An organization (e.g., large company) may have a data center with hundreds or thousands of servers to run its application programs. These applications may include web servers, web searching, web crawling, social networking, customer relationship management (“CRM”), enterprise resource planning (“ERP”), accounting, human resource management, and so on.
A data center typically has a management and deployment (“M&D”) system that controls the overall allocation of computing resources (e.g., servers and disk space) in the data center. To help with the management, an M&D system may logically organize the servers of the data center into groups of servers that are logically related in some way. Each logical grouping of servers may be referred to as an environment. Each server in an environment may be assigned a specific functionality, referred to as a machine function. For example, a web search service may need multiple environments that each support a sub-service such as searching or crawling. Each environment may have multiple servers that each support a single machine function needed to support the sub-service of the environment. For example, an environment that supports searching may have some servers with machine functions that support retrieving results and others that support ranking results. The combination of an environment and machine function is referred to as a primary tenant.

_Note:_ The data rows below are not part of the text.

//! Commit graph traversal.
//!
//! Walks are ordered by generation number (`height`) so that a commit is
//! always visited after every descendant reachable in the same walk. Ties are
//! broken by discovery order, which keeps every result deterministic.

use std::cmp::Reverse;
use std::collections::{BinaryHeap, HashMap, HashSet};

use parking_lot::Mutex;
use tracing::debug;

use crate::storage::{Commit, CommitId, CommitInfo, StorageError, StorageResult, Store};

const FROM_A: u8 = 0b01;
const FROM_B: u8 = 0b10;
const BOTH: u8 = FROM_A | FROM_B;

/// Queue entry: highest generation first, then earliest discovered.
type Entry = (u64, Reverse<u64>, CommitId);

/// Read access to the commit graph with a small commit cache.
pub struct CommitGraph {
    store: Store,
    cache: Mutex<HashMap<CommitId, Commit>>,
}

impl CommitGraph {
    pub fn new(store: &Store) -> Self {
        Self {
            store: store.clone(),
            cache: Mutex::new(HashMap::new()),
        }
    }

    pub fn commit(&self, id: CommitId) -> StorageResult<Commit> {
        if let Some(commit) = self.cache.lock().get(&id) {
            return Ok(commit.clone());
        }
        let commit = Commit::load(&self.store, id)?;
        self.cache.lock().insert(id, commit.clone());
        Ok(commit)
    }

    /// Best common ancestor of `a` and `b`: the common ancestor with the
    /// greatest generation number, earliest discovered on ties.
    ///
    /// Fails with `NoCommonAncestor` when the histories are disconnected,
    /// which only happens in a damaged repository.
    pub fn merge_base(&self, a: CommitId, b: CommitId) -> StorageResult<CommitId> {
        if a == b {
            return Ok(a);
        }
        let mut flags: HashMap<CommitId, u8> = HashMap::new();
        let mut queue = Walk::default();
        flags.insert(a, FROM_A);
        flags.insert(b, FROM_B);
        queue.push(self.commit(a)?.height, a);
        queue.push(self.commit(b)?.height, b);

        while let Some(id) = queue.pop() {
            let flag = flags.get(&id).copied().unwrap_or_default();
            if flag == BOTH {
                debug!(a = %a.short(), b = %b.short(), base = %id.short(), "merge base found");
                return Ok(id);
            }
            for parent in self.commit(id)?.parents {
                match flags.get_mut(&parent) {
                    Some(existing) => *existing |= flag,
                    None => {
                        flags.insert(parent, flag);
                        queue.push(self.commit(parent)?.height, parent);
                    }
                }
            }
        }
        Err(StorageError::NoCommonAncestor {
            a: a.to_string(),
            b: b.to_string(),
        })
    }

    /// True when `ancestor` is reachable from `descendant` (a commit is its
    /// own ancestor).
    pub fn is_ancestor(&self, ancestor: CommitId, descendant: CommitId) -> StorageResult<bool> {
        if ancestor == descendant {
            return Ok(true);
        }
        let floor = self.commit(ancestor)?.height;
        let mut seen = HashSet::from([descendant]);
        let mut stack = vec![descendant];
        while let Some(id) = stack.pop() {
            let commit = self.commit(id)?;
            if commit.height <= floor {
                continue;
            }
            for parent in commit.parents {
                if parent == ancestor {
                    return Ok(true);
                }
                if seen.insert(parent) {
                    stack.push(parent);
                }
            }
        }
        Ok(false)
    }

    /// Ancestors of `start` (inclusive), newest generation first.
    pub fn history(&self, start: CommitId) -> HistoryIter<'_> {
        HistoryIter {
            graph: self,
            queue: Walk::seeded(start),
            seen: HashSet::from([start]),
            first_parent: false,
            failed: false,
        }
    }

    /// `start` and its first-parent chain.
    pub fn first_parent_history(&self, start: CommitId) -> HistoryIter<'_> {
        HistoryIter {
            first_parent: true,
            ..self.history(start)
        }
    }

    /// Commits reachable from `to` but not from `from`, newest first.
    pub fn commits_in_range(&self, from: CommitId, to: CommitId) -> StorageResult<Vec<CommitId>> {
        const EXCLUDED: u8 = FROM_A;
        const INCLUDED: u8 = FROM_B;

        if from == to {
            return Ok(Vec::new());
        }
        let mut flags: HashMap<CommitId, u8> = HashMap::from([(from, EXCLUDED), (to, INCLUDED)]);
        let mut queue = Walk::default();
        queue.push(self.commit(from)?.height, from);
        queue.push(self.commit(to)?.height, to);

        let mut out = Vec::new();
        // stop once only excluded commits are left to explore
        while queue.any(|id| flags.get(&id) == Some(&INCLUDED)) {
            let Some(id) = queue.pop() else { break };
            let flag = flags.get(&id).copied().unwrap_or_default();
            if flag == INCLUDED {
                out.push(id);
            }
            for parent in self.commit(id)?.parents {
                match flags.get_mut(&parent) {
                    Some(existing) => *existing |= flag,
                    None => {
                        flags.insert(parent, flag);
                        queue.push(self.commit(parent)?.height, parent);
                    }
                }
            }
        }
        Ok(out)
    }

    /// Commits reachable from `heads` that descend from `of` (exclusive),
    /// newest first.
    pub fn descendants(&self, of: CommitId, heads: &[CommitId]) -> StorageResult<Vec<CommitId>> {
        let floor = self.commit(of)?.height;
        let mut candidates: Vec<(u64, CommitId)> = Vec::new();
        let mut seen: HashSet<CommitId> = HashSet::new();
        let mut stack: Vec<CommitId> = heads.to_vec();
        while let Some(id) = stack.pop() {
            if id == of || !seen.insert(id) {
                continue;
            }
            let commit = self.commit(id)?;
            if commit.height <= floor {
                continue;
            }
            candidates.push((commit.height, id));
            stack.extend(commit.parents.iter().copied());
        }

        // oldest first, so every parent is decided before its children
        candidates.sort();
        let mut descends: HashSet<CommitId> = HashSet::new();
        for (_, id) in &candidates {
            let parents = self.commit(*id)?.parents;
            if parents.iter().any(|p| *p == of || descends.contains(p)) {
                descends.insert(*id);
            }
        }
        Ok(candidates
            .into_iter()
            .rev()
            .map(|(_, id)| id)
            .filter(|id| descends.contains(id))
            .collect())
    }
}

#[derive(Default)]
struct Walk {
    heap: BinaryHeap<Entry>,
    seq: u64,
}

impl Walk {
    fn seeded(start: CommitId) -> Self {
        let mut walk = Walk::default();
        // height is only used for ordering; the start commit always comes first
        walk.push(u64::MAX, start);
        walk
    }

    fn push(&mut self, height: u64, id: CommitId) {
        self.heap.push((height, Reverse(self.seq), id));
        self.seq += 1;
    }

    fn pop(&mut self) -> Option<CommitId> {
        self.heap.pop().map(|(_, _, id)| id)
    }

    fn any(&self, f: impl Fn(CommitId) -> bool) -> bool {
        self.heap.iter().any(|(_, _, id)| f(*id))
    }
}

/// Iterator over a commit's ancestry, newest generation first.
pub struct HistoryIter<'a> {
    graph: &'a CommitGraph,
    queue: Walk,
    seen: HashSet<CommitId>,
    first_parent: bool,
    failed: bool,
}

impl HistoryIter<'_> {
    fn step(&mut self) -> StorageResult<Option<CommitInfo>> {
        let Some(id) = self.queue.pop() else {
            return Ok(None);
        };
        let commit = self.graph.commit(id)?;
        let parents: Vec<CommitId> = if self.first_parent {
            commit.first_parent().into_iter().collect()
        } else {
            commit.parents.clone()
        };
        for parent in parents {
            if self.seen.insert(parent) {
                let height = self.graph.commit(parent)?.height;
                self.queue.push(height, parent);
            }
        }
        Ok(Some(CommitInfo { id, commit }))
    }
}

impl Iterator for HistoryIter<'_> {
    type Item = StorageResult<CommitInfo>;

    fn next(&mut self) -> Option<Self::Item> {
        if self.failed {
            return None;
        }
        match self.step() {
            Ok(Some(info)) => Some(Ok(info)),
            Ok(None) => None,
            Err(e) => {
                self.failed = true;
                Some(Err(e))
            }
        }
    }
}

To ensure that each primary tenant has sufficient computing resources, an organization may allocate more than enough servers to meet the anticipated peak demand. As a result, the central processing unit (“CPU”) and the disk space utilizations of the servers may be relatively low. Attempts have been made to allow other applications to run on these servers, referred to as co-location of applications, so that the computing resources do not go wasted. These co-located applications, which are typically batch jobs, are referred to as secondary tenants. They are secondary tenants in the sense that the primary tenant is given a higher priority so that its processing can be performed in a timely manner. For example, an organization may have data analytics applications that run as secondary tenants. Each primary tenant executing at a server may use the local file system of that server, and the secondary tenants may use a distributed file system. The use of a local file system by the primary tenants helps improve performance of the primary tenants as their data is stored locally. The use of a distributed file system by the secondary tenants helps ensure that their data will be accessible even if a secondary tenant is moved to a different server.

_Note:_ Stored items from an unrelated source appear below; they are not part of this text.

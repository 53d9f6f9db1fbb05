//! Table deltas: schema and row differences between two table versions.

use tracing::warn;

use super::row_diff::{DiffType, RowDiff, RowDiffIter};
use crate::catalog::{reconcile, ColumnMapping, Schema, Value};
use crate::snapshot::{Root, RootEntry, Table};
use crate::storage::{ObjectId, StorageResult, Store, TableId, TableName};
use crate::warnings::{Warning, Warnings};

/// A table as found in one root.
#[derive(Debug, Clone)]
pub struct TableVersion {
    pub name: TableName,
    pub id: TableId,
    /// id of the stored table object
    pub object: ObjectId,
    pub table: Table,
}

impl TableVersion {
    pub fn from_entry(store: &Store, name: &TableName, entry: &RootEntry) -> StorageResult<Self> {
        Ok(Self {
            name: name.clone(),
            id: entry.id.clone(),
            object: entry.table,
            table: Table::load(store, &entry.table)?,
        })
    }

    /// Load `name` from `root`, if present.
    pub fn from_root(store: &Store, root: &Root, name: &TableName) -> StorageResult<Option<Self>> {
        root.entry(name)
            .map(|entry| Self::from_entry(store, name, entry))
            .transpose()
    }
}

/// Table-level classification of a delta.
#[derive(Debug, Clone, Copy, PartialEq, Eq, Hash)]
pub enum TableChange {
    Added,
    Dropped,
    /// same identity under a new name (rows may have changed too)
    Renamed,
    Modified,
    Unchanged,
    /// the name refers to unrelated tables at the two ends (dropped, then
    /// created again)
    Replaced,
}

impl TableChange {
    pub fn as_str(&self) -> &'static str {
        match self {
            TableChange::Added => "added",
            TableChange::Dropped => "dropped",
            TableChange::Renamed => "renamed",
            TableChange::Modified => "modified",
            TableChange::Unchanged => "unchanged",
            TableChange::Replaced => "replaced",
        }
    }
}

/// Schema and row differences between two versions of a table.
#[derive(Debug, Clone)]
pub struct TableDelta {
    from: Option<TableVersion>,
    to: Option<TableVersion>,
    change: TableChange,
    mapping: ColumnMapping,
    degraded: Option<String>,
}

/// Classify and prepare the delta between two table versions.
///
/// Identity decides pairing: versions with different [`TableId`]s are never
/// compared row by row, even when their names match.
pub fn compute_delta(from: Option<TableVersion>, to: Option<TableVersion>) -> TableDelta {
    let change = match (&from, &to) {
        (None, None) => TableChange::Unchanged,
        (None, Some(_)) => TableChange::Added,
        (Some(_), None) => TableChange::Dropped,
        (Some(f), Some(t)) if f.id != t.id => TableChange::Replaced,
        (Some(f), Some(t)) if f.name != t.name => TableChange::Renamed,
        (Some(f), Some(t)) if f.object == t.object => TableChange::Unchanged,
        _ => TableChange::Modified,
    };

    let empty = Schema::empty();
    let from_schema = from.as_ref().map_or(&empty, |v| v.table.schema());
    let to_schema = to.as_ref().map_or(&empty, |v| v.table.schema());
    let mapping = reconcile(from_schema, to_schema);

    let degraded = match (&from, &to) {
        (Some(f), Some(t)) if change != TableChange::Replaced => {
            let (fs, ts) = (f.table.schema(), t.table.schema());
            if fs.is_keyless() != ts.is_keyless() {
                Some("table switched between keyed and key-less".to_string())
            } else if fs.key_shape() != ts.key_shape() {
                Some("primary key set change".to_string())
            } else {
                None
            }
        }
        _ => None,
    };
    if let (Some(reason), Some(t)) = (&degraded, &to) {
        warn!(table = %t.name, reason = %reason, "degraded diff");
    }

    TableDelta {
        from,
        to,
        change,
        mapping,
        degraded,
    }
}

/// A [`RowDiff`] laid out over the union of both schemas' columns.
#[derive(Debug, Clone, PartialEq)]
pub struct ProjectedDiff {
    /// values in the `to` schema, aligned with [`TableDelta::projection_columns`]
    pub to: Vec<Value>,
    /// `from` values coerced to the `to` types, aligned the same way
    pub from: Vec<Value>,
    pub diff_type: DiffType,
}

/// Cheap, table-level description of a delta.
#[derive(Debug, Clone, PartialEq, Eq)]
pub struct DeltaSummary {
    pub from_name: Option<TableName>,
    pub to_name: Option<TableName>,
    pub change: TableChange,
    pub schema_changed: bool,
    pub data_changed: bool,
    /// why the table's row diff is partial, see [`TableDelta::degraded_reason`]
    pub degraded: Option<String>,
}

impl DeltaSummary {
    /// name at the `to` end, or the `from` end for dropped tables
    pub fn name(&self) -> Option<&TableName> {
        self.to_name.as_ref().or(self.from_name.as_ref())
    }
}

/// Row counts of a delta.
#[derive(Debug, Clone, Copy, Default, PartialEq, Eq)]
pub struct DiffStats {
    pub added: u64,
    pub removed: u64,
    pub modified: u64,
}

impl TableDelta {
    pub fn change(&self) -> TableChange {
        self.change
    }

    pub fn from(&self) -> Option<&TableVersion> {
        self.from.as_ref()
    }

    pub fn to(&self) -> Option<&TableVersion> {
        self.to.as_ref()
    }

    pub fn from_name(&self) -> Option<&TableName> {
        self.from.as_ref().map(|v| &v.name)
    }

    pub fn to_name(&self) -> Option<&TableName> {
        self.to.as_ref().map(|v| &v.name)
    }

    pub fn from_schema(&self) -> Option<&Schema> {
        self.from.as_ref().map(|v| v.table.schema())
    }

    pub fn to_schema(&self) -> Option<&Schema> {
        self.to.as_ref().map(|v| v.table.schema())
    }

    /// Tag-matched union of both column sets.
    pub fn mapping(&self) -> &ColumnMapping {
        &self.mapping
    }

    /// Why key-based matching was abandoned, if it was.
    pub fn degraded_reason(&self) -> Option<&str> {
        self.degraded.as_deref()
    }

    pub fn is_degraded(&self) -> bool {
        self.degraded.is_some()
    }

    /// Warnings attached to this delta (a degraded diff).
    pub fn warnings(&self) -> Warnings {
        let mut warnings = Warnings::new();
        if let Some(reason) = &self.degraded {
            let table = self.to_name().or(self.from_name()).map(|n| n.to_string()).unwrap_or_default();
            warnings.push(Warning::DegradedDiff {
                table,
                reason: reason.clone(),
            });
        }
        warnings
    }

    pub fn schema_changed(&self) -> bool {
        match (self.from_schema(), self.to_schema()) {
            (Some(f), Some(t)) => self.change == TableChange::Replaced || f != t,
            (None, None) => false,
            _ => true,
        }
    }

    /// Whether any row differs. Reads only the index roots for paired tables.
    pub fn data_changed(&self) -> StorageResult<bool> {
        Ok(match (&self.from, &self.to) {
            (Some(f), Some(t)) if self.change != TableChange::Replaced => f.table.rows() != t.table.rows(),
            (Some(f), Some(t)) => !f.table.rows().is_empty()? || !t.table.rows().is_empty()?,
            (Some(v), None) | (None, Some(v)) => !v.table.rows().is_empty()?,
            (None, None) => false,
        })
    }

    pub fn summary(&self) -> StorageResult<DeltaSummary> {
        Ok(DeltaSummary {
            from_name: self.from_name().cloned(),
            to_name: self.to_name().cloned(),
            change: self.change,
            schema_changed: self.schema_changed(),
            data_changed: self.data_changed()?,
            degraded: self.degraded.clone(),
        })
    }

    /// Row differences, ordered by primary key for keyed tables.
    pub fn row_diffs(&self) -> StorageResult<RowDiffIter> {
        let from = self.from.as_ref().map(|v| &v.table);
        let to = self.to.as_ref().map(|v| &v.table);
        match (from, to) {
            (Some(f), Some(t)) if self.change == TableChange::Replaced => Ok(RowDiffIter::unrelated(Some(f), Some(t))),
            (Some(f), Some(t)) if self.is_degraded() => RowDiffIter::by_content(f, t),
            (Some(f), Some(t)) => Ok(RowDiffIter::by_key(f, t)),
            (None, None) => Ok(RowDiffIter::empty()),
            (f, t) => Ok(RowDiffIter::unrelated(f, t)),
        }
    }

    /// Count added, removed and modified rows.
    pub fn stats(&self) -> StorageResult<DiffStats> {
        let mut stats = DiffStats::default();
        for diff in self.row_diffs()? {
            match diff?.diff_type() {
                DiffType::Added => stats.added += 1,
                DiffType::Removed => stats.removed += 1,
                DiffType::Modified => stats.modified += 1,
            }
        }
        Ok(stats)
    }

    /// Column names of the projection: `to_<name>` for every column, then
    /// `from_<name>`, then `diff_type`.
    pub fn projection_columns(&self) -> Vec<String> {
        let columns = self.mapping.columns();
        columns
            .iter()
            .map(|c| format!("to_{}", c.name()))
            .chain(columns.iter().map(|c| format!("from_{}", c.name())))
            .chain(std::iter::once("diff_type".to_string()))
            .collect()
    }

    /// Lay a row diff out over the union of both schemas. Values that fail
    /// coercion to the `to` type become null and are reported.
    pub fn project(&self, diff: &RowDiff, warnings: &mut Warnings) -> ProjectedDiff {
        ProjectedDiff {
            to: self.mapping.project_to(diff.to_row()),
            from: self.mapping.project_from(diff.from_row(), warnings),
            diff_type: diff.diff_type(),
        }
    }
}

In addition to an M&D system, a data center may provide a distributed file system that further supports security of the data and also supports replication of data to help ensure the reliability of the data. One such file system is the Hadoop Distributed File System (“HDFS”), which supports storing data on a local storage device (e.g., disk) of each server. The HDFS includes a global Name Node (“NN”) running on a dedicated server and a Data Node (“DN”) running on each server. The NN manages the file system namespace, selects to which DNs each block of a file is to be stored, and maintains a mapping of blocks to DNs. The HDFS replicates each block (e.g., 256 MB) three times by default. It tries to place a first replica on the server that created the block, a second replica in another server in the rack that contains the server that created the block, and a third replica in a server of a different rack. To store a block, a client sends a request to the NN, the NN returns a list of servers to which replicas of the block are to be stored, and the client requests the DN of each server in the list to store a replica. To access a block, a client sends a request to the NN, the NN returns a list of the servers that store replicas of the block, and the client requests the DN of the servers in the list to provide access to the replica that it stores until access is successfully provided. Each DN manages the blocks on its local storage according to the NN's commands and accesses the blocks on behalf of clients. The HDFS recreates lost replicas while trying to avoid overloading the data center. A replica may be lost for various reasons, such as a failure at a server that stores a replica or the reimaging of a disk that stores a replica. A disk can be reimaged for a variety of reasons. For example, a disk may be reimaged when an environment is to be redeployed or restarted from scratch, when the M&D system conducts resiliency testing, and when a disk has undergone maintenance.
To help ensure a robust computing environment, an M&D system may collect various types of performance statistics on a per-server basis. For example, an M&D system may collect average CPU utilization information for each server on a periodic basis (e.g., every two minutes). As another example, an M&D system may track each reimaging of a disk on a per-server basis.